What is being asked =
Your task is to copy every line of the records below that contains "Json".

Provided entries =
=-=-=
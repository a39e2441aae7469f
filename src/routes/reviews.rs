use axum::extract::State;

use crate::{
    dto::reviews::{AddReviewRequest, ReviewText, SuccessResponse},
    error::{AppResult, ErrorBody},
    extractors::Json,
    services::review_service,
    state::AppState,
};

#[utoipa::path(
    post,
    path = "/add-review",
    request_body = AddReviewRequest,
    responses(
        (status = 200, description = "Review stored", body = SuccessResponse),
        (status = 400, description = "Review cannot be empty", body = ErrorBody),
    ),
    tag = "Reviews"
)]
pub async fn add_review(
    State(state): State<AppState>,
    Json(payload): Json<AddReviewRequest>,
) -> AppResult<Json<SuccessResponse>> {
    review_service::add_review(&state, payload.text.as_deref()).await?;
    Ok(Json(SuccessResponse { success: true }))
}

#[utoipa::path(
    get,
    path = "/reviews",
    responses(
        (status = 200, description = "Up to 20 reviews in random order", body = Vec<ReviewText>),
    ),
    tag = "Reviews"
)]
pub async fn list_reviews(State(state): State<AppState>) -> AppResult<Json<Vec<ReviewText>>> {
    let reviews = review_service::random_reviews(&state).await?;
    Ok(Json(reviews))
}
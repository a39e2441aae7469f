use crate::{
    error::{AppError, AppResult},
    middleware::auth::AdminAuth,
    models::Order,
    state::AppState,
};

/// Newest first. The `AdminAuth` witness is only obtainable from a verified request.
pub async fn list_orders(state: &AppState, _admin: &AdminAuth) -> AppResult<Vec<Order>> {
    let orders = state.store.list_orders().await?;
    Ok(orders)
}

pub async fn get_order(state: &AppState, id: &str) -> AppResult<Order> {
    state
        .store
        .get_order(id)
        .await?
        .ok_or_else(|| AppError::NotFound("Order not found".into()))
}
=-=-=
Exercise output =
    extractors::Json,
    Json(payload): Json<AddReviewRequest>,
) -> AppResult<Json<SuccessResponse>> {
    Ok(Json(SuccessResponse { success: true }))
pub async fn list_reviews(State(state): State<AppState>) -> AppResult<Json<Vec<ReviewText>>> {
    Ok(Json(reviews))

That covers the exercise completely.